Q8
(a) Examine how information and communication technology has boosted the development of certain regions of India. 20 (b) Discuss the Command Area Development Programme and its impact on eliminating regional inequalities in India. 15 (c) Critically assess the status of balance of trade in India and suggest some measures to combat the issues. 15
हिंदी में प्रश्न पढ़ें
(a) सूचना और संचार प्रौद्योगिकी ने भारत के कुछ क्षेत्रों के विकास को कैसे बढ़ावा दिया है, परीक्षण कीजिए। 20 (b) कमांड क्षेत्र विकास कार्यक्रम और भारत में क्षेत्रीय असमानताओं को दूर करने पर इसके प्रभाव की विवेचना कीजिए। 15 (c) भारत में व्यापार-संतुलन की स्थिति का समालोचनात्मक आकलन कीजिए और मुद्दों से निपटने के लिए कुछ उपाय सुझाइए। 15
Directive word: Examine
This question asks you to examine. The directive word signals the depth of analysis expected, the structure of your answer, and the weight of evidence you must bring.
See our UPSC directive words guide for a full breakdown of how to respond to each command word.

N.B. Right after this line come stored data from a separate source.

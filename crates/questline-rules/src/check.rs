//! Check resolution: a modified roll against a difficulty class or an
//! opposing roll.
//!
//! The resolver is pure. It draws dice from the supplied [`DieRoller`] and
//! produces a [`CheckResult`]; nothing else is touched.
//!
//! # Totals
//!
//! `modified_total` is the base value plus every modifier plus the die
//! expression's own flat modifier. `roll_total = modified_total +
//! natural_roll`. A zero or negative `modified_total` is an ordinary value.
//!
//! # Ties
//!
//! Opposed checks with equal `roll_total` go to the defender unless the
//! request picks another [`TieBreakPolicy`].

use questline_types::{CheckModifier, CheckResult, Degree};
use serde::{Deserialize, Serialize};

use crate::dice::{DiceExpression, DieRoller};

/// How an opposed check with equal totals is decided.
#[derive(Debug, Clone, Copy, Default, PartialEq, Eq, Serialize, Deserialize)]
#[serde(rename_all = "snake_case")]
pub enum TieBreakPolicy {
    /// The defending side keeps the status quo.
    #[default]
    DefenderWins,
    /// Higher natural roll wins; equal naturals go to the defender.
    HigherNaturalRoll,
    /// Higher explicit priority wins; equal priorities go to the defender.
    Priority,
}

/// What a check is rolled against.
#[derive(Debug, Clone, PartialEq, Eq)]
pub enum CheckTarget {
    /// A fixed difficulty class.
    Difficulty(i64),
    /// The defending side of an opposed check. The defender's own target is
    /// ignored.
    Opposed(Box<CheckRequest>),
}

/// One resolution attempt. Immutable once built.
#[derive(Debug, Clone, PartialEq, Eq)]
pub struct CheckRequest {
    base_value: i64,
    modifiers: Vec<CheckModifier>,
    die: DiceExpression,
    target: CheckTarget,
    tie_break: TieBreakPolicy,
    priority: i64,
}

impl CheckRequest {
    /// A check against a difficulty class, rolled on a d20.
    pub fn against_difficulty(base_value: i64, difficulty: i64) -> Self {
        Self {
            base_value,
            modifiers: Vec::new(),
            die: DiceExpression::D20,
            target: CheckTarget::Difficulty(difficulty),
            tie_break: TieBreakPolicy::default(),
            priority: 0,
        }
    }

    /// An opposed check against `defender`, rolled on a d20.
    pub fn opposed(base_value: i64, defender: Self) -> Self {
        Self {
            target: CheckTarget::Opposed(Box::new(defender)),
            ..Self::against_difficulty(base_value, 0)
        }
    }

    /// A side with no target, used as the defender of an opposed check.
    pub fn side(base_value: i64) -> Self {
        Self::against_difficulty(base_value, 0)
    }

    /// Append a modifier.
    #[must_use]
    pub fn with_modifier(mut self, modifier: CheckModifier) -> Self {
        self.modifiers.push(modifier);
        self
    }

    /// Append several modifiers, keeping their order.
    #[must_use]
    pub fn with_modifiers(mut self, modifiers: impl IntoIterator<Item = CheckModifier>) -> Self {
        self.modifiers.extend(modifiers);
        self
    }

    /// Roll a different die expression.
    #[must_use]
    pub const fn with_die(mut self, die: DiceExpression) -> Self {
        self.die = die;
        self
    }

    /// Replace the target.
    #[must_use]
    pub fn with_target(mut self, target: CheckTarget) -> Self {
        self.target = target;
        self
    }

    /// Choose the tie-break policy for an opposed check.
    #[must_use]
    pub const fn with_tie_break(mut self, tie_break: TieBreakPolicy) -> Self {
        self.tie_break = tie_break;
        self
    }

    /// Explicit priority consulted by [`TieBreakPolicy::Priority`].
    #[must_use]
    pub const fn with_priority(mut self, priority: i64) -> Self {
        self.priority = priority;
        self
    }

    /// The unmodified base value.
    pub const fn base_value(&self) -> i64 {
        self.base_value
    }

    /// Modifiers in the order supplied.
    pub fn modifiers(&self) -> &[CheckModifier] {
        &self.modifiers
    }

    /// The die expression rolled.
    pub const fn die(&self) -> DiceExpression {
        self.die
    }

    /// The check's target.
    pub const fn target(&self) -> &CheckTarget {
        &self.target
    }

    /// Tie-break policy.
    pub const fn tie_break(&self) -> TieBreakPolicy {
        self.tie_break
    }

    /// Explicit priority.
    pub const fn priority(&self) -> i64 {
        self.priority
    }

    /// Base value plus all modifiers plus the die's flat modifier.
    pub fn modified_total(&self) -> i64 {
        self.modifiers
            .iter()
            .fold(self.base_value, |acc, m| acc.saturating_add(i64::from(m.amount)))
            .saturating_add(i64::from(self.die.modifier()))
    }
}

/// D20-style ability modifier: `floor((score - 10) / 2)`.
pub fn ability_modifier(score: i64) -> i64 {
    score.saturating_sub(10).div_euclid(2)
}

/// Resolve a check.
pub fn resolve(request: &CheckRequest, roller: &mut dyn DieRoller) -> CheckResult {
    match &request.target {
        CheckTarget::Difficulty(dc) => resolve_against(request, *dc, roller),
        CheckTarget::Opposed(defender) => resolve_opposed(request, defender, roller),
    }
}

/// A rolled side before success is decided.
struct Rolled {
    natural: i64,
    modified: i64,
    total: i64,
    rolls: Vec<u32>,
    natural_max: bool,
    natural_min: bool,
}

fn roll_side(request: &CheckRequest, roller: &mut dyn DieRoller) -> Rolled {
    let roll = request.die.roll(roller);
    let modified = request.modified_total();
    Rolled {
        natural: roll.natural,
        modified,
        total: modified.saturating_add(roll.natural),
        rolls: roll.rolls,
        natural_max: roll.natural == request.die.natural_max(),
        natural_min: roll.natural == request.die.natural_min(),
    }
}

fn into_result(
    rolled: Rolled,
    request: &CheckRequest,
    success: bool,
    degree: Degree,
    margin: i64,
) -> CheckResult {
    CheckResult {
        roll_total: rolled.total,
        natural_roll: rolled.natural,
        modified_total: rolled.modified,
        success,
        degree,
        margin,
        individual_rolls: rolled.rolls,
        modifiers: request.modifiers.clone(),
        opposing: None,
    }
}

fn resolve_against(request: &CheckRequest, dc: i64, roller: &mut dyn DieRoller) -> CheckResult {
    let rolled = roll_side(request, roller);
    let (success, degree) = if rolled.natural_max {
        (true, Degree::CriticalSuccess)
    } else if rolled.natural_min {
        (false, Degree::CriticalFailure)
    } else if rolled.total >= dc {
        (true, Degree::Success)
    } else {
        (false, Degree::Failure)
    };
    let margin = rolled.total.saturating_sub(dc);
    into_result(rolled, request, success, degree, margin)
}

fn resolve_opposed(
    initiator: &CheckRequest,
    defender: &CheckRequest,
    roller: &mut dyn DieRoller,
) -> CheckResult {
    let attack = roll_side(initiator, roller);
    let defense = roll_side(defender, roller);

    let initiator_wins = match attack.total.cmp(&defense.total) {
        std::cmp::Ordering::Greater => true,
        std::cmp::Ordering::Less => false,
        std::cmp::Ordering::Equal => match initiator.tie_break {
            TieBreakPolicy::DefenderWins => false,
            TieBreakPolicy::HigherNaturalRoll => attack.natural > defense.natural,
            TieBreakPolicy::Priority => initiator.priority > defender.priority,
        },
    };

    let margin = attack.total.saturating_sub(defense.total);
    let attack_degree = opposed_degree(initiator_wins, &attack);
    let defense_degree = opposed_degree(!initiator_wins, &defense);

    let opposing = into_result(
        defense,
        defender,
        !initiator_wins,
        defense_degree,
        margin.saturating_neg(),
    );
    let mut result = into_result(attack, initiator, initiator_wins, attack_degree, margin);
    result.opposing = Some(Box::new(opposing));
    result
}

const fn opposed_degree(won: bool, side: &Rolled) -> Degree {
    match (won, side.natural_max, side.natural_min) {
        (true, true, _) => Degree::CriticalSuccess,
        (true, false, _) => Degree::Success,
        (false, _, true) => Degree::CriticalFailure,
        (false, _, false) => Degree::Failure,
    }
}

#[cfg(test)]
#[allow(
    clippy::unwrap_used,
    clippy::indexing_slicing,
    clippy::arithmetic_side_effects
)]
mod tests {
    use super::*;
    use crate::dice::{RngRoller, ScriptedRoller};

    #[test]
    fn ability_modifier_rounds_down() {
        assert_eq!(ability_modifier(10), 0);
        assert_eq!(ability_modifier(11), 0);
        assert_eq!(ability_modifier(14), 2);
        assert_eq!(ability_modifier(9), -1);
        assert_eq!(ability_modifier(1), -5);
    }

    #[test]
    fn modifiers_sum_with_die_modifier() {
        let req = CheckRequest::against_difficulty(3, 10)
            .with_modifier(CheckModifier::new("blessed", 2))
            .with_modifier(CheckModifier::new("encumbered", -4))
            .with_die(DiceExpression::parse("1d20+1").unwrap());
        assert_eq!(req.modified_total(), 2);

        let result = resolve(&req, &mut ScriptedRoller::new([8]));
        assert_eq!(result.modified_total, 2);
        assert_eq!(result.natural_roll, 8);
        assert_eq!(result.roll_total, 10);
        assert!(result.success);
        assert_eq!(result.degree, Degree::Success);
        assert_eq!(result.margin, 0);
        assert_eq!(result.modifiers.len(), 2);
    }

    #[test]
    fn negative_modified_total_is_valid() {
        let req = CheckRequest::against_difficulty(-6, 5);
        let result = resolve(&req, &mut ScriptedRoller::new([10]));
        assert_eq!(result.modified_total, -6);
        assert_eq!(result.roll_total, 4);
        assert!(!result.success);
        assert_eq!(result.degree, Degree::Failure);
        assert_eq!(result.margin, -1);
    }

    #[test]
    fn natural_extremes_are_critical() {
        let hard = CheckRequest::against_difficulty(0, 40);
        let crit = resolve(&hard, &mut ScriptedRoller::new([20]));
        assert!(crit.success);
        assert_eq!(crit.degree, Degree::CriticalSuccess);

        let easy = CheckRequest::against_difficulty(30, 5);
        let fumble = resolve(&easy, &mut ScriptedRoller::new([1]));
        assert!(!fumble.success);
        assert_eq!(fumble.degree, Degree::CriticalFailure);
    }

    #[test]
    fn same_seed_same_result() {
        let req = CheckRequest::opposed(
            3,
            CheckRequest::side(1).with_modifier(CheckModifier::new("cover", 2)),
        )
        .with_die(DiceExpression::parse("2d10").unwrap());
        let a = resolve(&req, &mut RngRoller::seeded(1234));
        let b = resolve(&req, &mut RngRoller::seeded(1234));
        assert_eq!(a, b);
    }

    #[test]
    fn opposed_higher_total_wins() {
        let req = CheckRequest::opposed(5, CheckRequest::side(2));
        let result = resolve(&req, &mut ScriptedRoller::new([10, 10]));
        assert!(result.success);
        assert_eq!(result.margin, 3);
        let defense = result.opposing.unwrap();
        assert!(!defense.success);
        assert_eq!(defense.margin, -3);
    }

    #[test]
    fn opposed_tie_goes_to_defender_by_default() {
        let req = CheckRequest::opposed(2, CheckRequest::side(-1));
        // 2 + 12 = 14, -1 + 15 = 14.
        let result = resolve(&req, &mut ScriptedRoller::new([12, 15]));
        assert_eq!(result.roll_total, 14);
        assert_eq!(result.opposing.as_ref().unwrap().roll_total, 14);
        assert!(!result.success);
        assert!(result.opposing.unwrap().success);
    }

    #[test]
    fn higher_natural_roll_breaks_ties() {
        let req = CheckRequest::opposed(4, CheckRequest::side(0))
            .with_tie_break(TieBreakPolicy::HigherNaturalRoll);
        // 4 + 10 = 14 against 0 + 14 = 14; the defender rolled higher.
        let result = resolve(&req, &mut ScriptedRoller::new([10, 14]));
        assert!(!result.success);

        let req = CheckRequest::opposed(0, CheckRequest::side(4))
            .with_tie_break(TieBreakPolicy::HigherNaturalRoll);
        let result = resolve(&req, &mut ScriptedRoller::new([14, 10]));
        assert!(result.success);
    }

    #[test]
    fn priority_breaks_ties_then_defender() {
        let req = CheckRequest::opposed(0, CheckRequest::side(0).with_priority(1))
            .with_tie_break(TieBreakPolicy::Priority)
            .with_priority(5);
        let result = resolve(&req, &mut ScriptedRoller::new([9, 9]));
        assert!(result.success);

        let req = CheckRequest::opposed(0, CheckRequest::side(0).with_priority(5))
            .with_tie_break(TieBreakPolicy::Priority)
            .with_priority(5);
        let result = resolve(&req, &mut ScriptedRoller::new([9, 9]));
        assert!(!result.success);
    }

    #[test]
    fn opposed_criticals_follow_the_winner() {
        let req = CheckRequest::opposed(-30, CheckRequest::side(0));
        let result = resolve(&req, &mut ScriptedRoller::new([20, 1]));
        assert!(!result.success);
        assert_eq!(result.degree, Degree::Failure);
        let defense = result.opposing.unwrap();
        assert!(defense.success);
        assert_eq!(defense.degree, Degree::Success);

        let req = CheckRequest::opposed(0, CheckRequest::side(0));
        let result = resolve(&req, &mut ScriptedRoller::new([20, 1]));
        assert_eq!(result.degree, Degree::CriticalSuccess);
        assert_eq!(result.opposing.unwrap().degree, Degree::CriticalFailure);
    }
}
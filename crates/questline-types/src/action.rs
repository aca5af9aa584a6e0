//! The typed [`Action`] record submitted by actors for a turn.

use std::collections::BTreeMap;
use std::fmt;

use chrono::{DateTime, Utc};
use serde::{Deserialize, Serialize};

use crate::enums::ActorKind;
use crate::ids::{ActionId, ActorId, GuildId, ItemId, LocationId};

/// The verb of an action, e.g. `move_into`, `take`, `attack`.
///
/// Action types are open-ended strings because the set of verbs is supplied
/// by guild configuration rather than compiled in.
#[derive(Debug, Clone, PartialEq, Eq, PartialOrd, Ord, Hash, Serialize, Deserialize)]
#[serde(transparent)]
pub struct ActionType(String);

impl ActionType {
    /// Name of the built-in "do nothing" action.
    pub const PASS: &'static str = "pass";

    /// Create an action type from its name.
    pub fn new(name: impl Into<String>) -> Self {
        Self(name.into())
    }

    /// The "do nothing" action type.
    pub fn pass() -> Self {
        Self::new(Self::PASS)
    }

    /// The action type name.
    pub fn as_str(&self) -> &str {
        &self.0
    }
}

impl fmt::Display for ActionType {
    fn fmt(&self, f: &mut fmt::Formatter<'_>) -> fmt::Result {
        f.write_str(&self.0)
    }
}

impl From<&str> for ActionType {
    fn from(name: &str) -> Self {
        Self::new(name)
    }
}

impl From<String> for ActionType {
    fn from(name: String) -> Self {
        Self(name)
    }
}

/// What an action is directed at.
#[derive(Debug, Clone, PartialEq, Eq, PartialOrd, Ord, Hash, Serialize, Deserialize)]
#[serde(tag = "kind", content = "id", rename_all = "snake_case")]
pub enum TargetRef {
    /// Another actor.
    Actor(ActorId),
    /// An item.
    Item(ItemId),
    /// A location.
    Location(LocationId),
    /// Anything else, identified by a free-form key.
    Named(String),
}

/// One actor's intended action for the current turn.
///
/// An actor has at most one pending action per turn; submitting again
/// replaces it. The action is consumed once the turn that processed it
/// completes.
#[derive(Debug, Clone, PartialEq, Eq, Serialize, Deserialize)]
pub struct Action {
    /// Identity of this submission.
    pub id: ActionId,
    /// The submitting actor.
    pub actor_id: ActorId,
    /// What kind of actor submitted it.
    pub actor_kind: ActorKind,
    /// The guild the action belongs to.
    pub guild_id: GuildId,
    /// The verb.
    pub action_type: ActionType,
    /// Optional target of the action.
    pub target: Option<TargetRef>,
    /// Verb-specific parameters.
    pub parameters: BTreeMap<String, serde_json::Value>,
    /// When the action was submitted (ordering and tie-breaks).
    pub submitted_at: DateTime<Utc>,
}

impl Action {
    /// Create an action with no target and no parameters, stamped now.
    pub fn new(
        guild_id: GuildId,
        actor_id: ActorId,
        actor_kind: ActorKind,
        action_type: impl Into<ActionType>,
    ) -> Self {
        Self {
            id: ActionId::new(),
            actor_id,
            actor_kind,
            guild_id,
            action_type: action_type.into(),
            target: None,
            parameters: BTreeMap::new(),
            submitted_at: Utc::now(),
        }
    }

    /// Set the target.
    #[must_use]
    pub fn with_target(mut self, target: TargetRef) -> Self {
        self.target = Some(target);
        self
    }

    /// Add a parameter.
    #[must_use]
    pub fn with_parameter(mut self, key: &str, value: serde_json::Value) -> Self {
        self.parameters.insert(key.to_owned(), value);
        self
    }

    /// Override the submission timestamp.
    #[must_use]
    pub fn submitted(mut self, at: DateTime<Utc>) -> Self {
        self.submitted_at = at;
        self
    }

    /// Read an integer parameter.
    pub fn parameter_i64(&self, key: &str) -> Option<i64> {
        self.parameters.get(key).and_then(serde_json::Value::as_i64)
    }

    /// Whether this is the built-in pass action.
    pub fn is_pass(&self) -> bool {
        self.action_type.as_str() == ActionType::PASS
    }
}

#[cfg(test)]
mod tests {
    use super::*;

    #[test]
    fn target_ref_serializes_tagged() {
        let loc = LocationId::new();
        let json = serde_json::to_value(TargetRef::Location(loc)).unwrap_or_default();
        assert_eq!(json["kind"], "location");
        assert_eq!(json["id"], loc.to_string());
    }

    #[test]
    fn integer_parameters_are_readable() {
        let action = Action::new(GuildId::new(), ActorId::new(), ActorKind::Character, "move_into")
            .with_parameter("capacity", serde_json::json!(2));
        assert_eq!(action.parameter_i64("capacity"), Some(2));
        assert_eq!(action.parameter_i64("missing"), None);
        assert!(!action.is_pass());
    }
}
//! Dice, checks, and conflict resolution for the Questline turn core.
//!
//! Everything here is pure logic: no I/O, no async, no shared state.
//! Randomness comes in through the [`DieRoller`] trait so callers decide
//! whether a turn is seeded or drawn from entropy.
//!
//! # Modules
//!
//! - [`dice`] -- Dice expressions and die rollers
//! - [`check`] -- Difficulty and opposed checks ([`CheckRequest`], [`resolve`])
//! - [`catalog`] -- Conflict definitions per guild ([`ConflictCatalog`])
//! - [`priority`] -- Deterministic ordering rules ([`PriorityRule`])
//! - [`conflict`] -- Conflict detection and resolution ([`detect_and_resolve`])
//! - [`error`] -- Error types ([`RulesError`])

pub mod catalog;
pub mod check;
pub mod conflict;
pub mod dice;
pub mod error;
pub mod priority;

pub use catalog::{
    CheckTemplate, ConflictCatalog, ConflictDefinition, ContestScope, DifficultySpec,
    DifficultyTable, ModifierTable, ResolutionMode,
};
pub use check::{CheckRequest, CheckTarget, TieBreakPolicy, ability_modifier, resolve};
pub use conflict::{Disposition, ResolutionBatch, ResolutionContext, detect_and_resolve};
pub use dice::{DiceExpression, DiceRoll, DieRoller, RngRoller, ScriptedRoller};
pub use error::RulesError;
pub use priority::{NoStats, ParticipantStats, PriorityRule, sort_by_submission};
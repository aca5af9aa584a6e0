//! Tracing subscriber setup.

use tracing_subscriber::EnvFilter;

use crate::config::LoggingConfig;

/// Install the global subscriber. `RUST_LOG` overrides the configured
/// level. Returns `false` when a subscriber was already installed.
pub fn init_tracing(config: &LoggingConfig) -> bool {
    let filter = EnvFilter::try_from_default_env()
        .or_else(|_| EnvFilter::try_new(&config.level))
        .unwrap_or_else(|_| EnvFilter::new("info"));
    let builder = tracing_subscriber::fmt()
        .with_env_filter(filter)
        .with_target(true);
    if config.json {
        builder.json().try_init().is_ok()
    } else {
        builder.try_init().is_ok()
    }
}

How this answer will be evaluated
Approach
The question demands critical examination across three distinct dimensions: ICT-led regional development (20 marks), irrigation-based regional planning (15 marks), and trade balance assessment (15 marks). Structure your answer with a brief integrated introduction, then allocate approximately 40% of content to part (a) covering IT hubs, digital infrastructure and spatial disparities; 30% to part (b) analysing CADP's command areas, watershed management and equity outcomes; and 30% to part (c) evaluating trade deficits, composition trends and remedial measures. Conclude by synthesising how technology, resource management and external sector policies collectively shape regional development trajectories.
Key points expected
- For (a): ICT-driven agglomeration in Bangalore, Hyderabad, Pune and emergence of Tier-2 hubs; role of SEZs, STPI and Digital India in reducing spatial friction; digital divide between metropolitan and peripheral regions
- For (a): Specific outcomes—employment generation, service sector contribution to GSDP, reverse migration in Kerala's Technopark model, and limitations regarding rural-urban connectivity gaps
- For (b): CADP objectives (optimising water use, increasing agricultural productivity), institutional framework with command area authorities, and integration with watershed development programmes
- For (b): Regional equity assessment—success in Punjab-Haryana-Western UP canal commands versus limited impact in eastern and peninsular India; issues of tail-end deprivation, waterlogging in Indira Gandhi Canal command
- For (c): Trade balance trends since 1991—persistent merchandise deficit offset by services surplus; sectoral composition (petroleum, electronics, gems-jewellery imports versus software, pharmaceuticals exports)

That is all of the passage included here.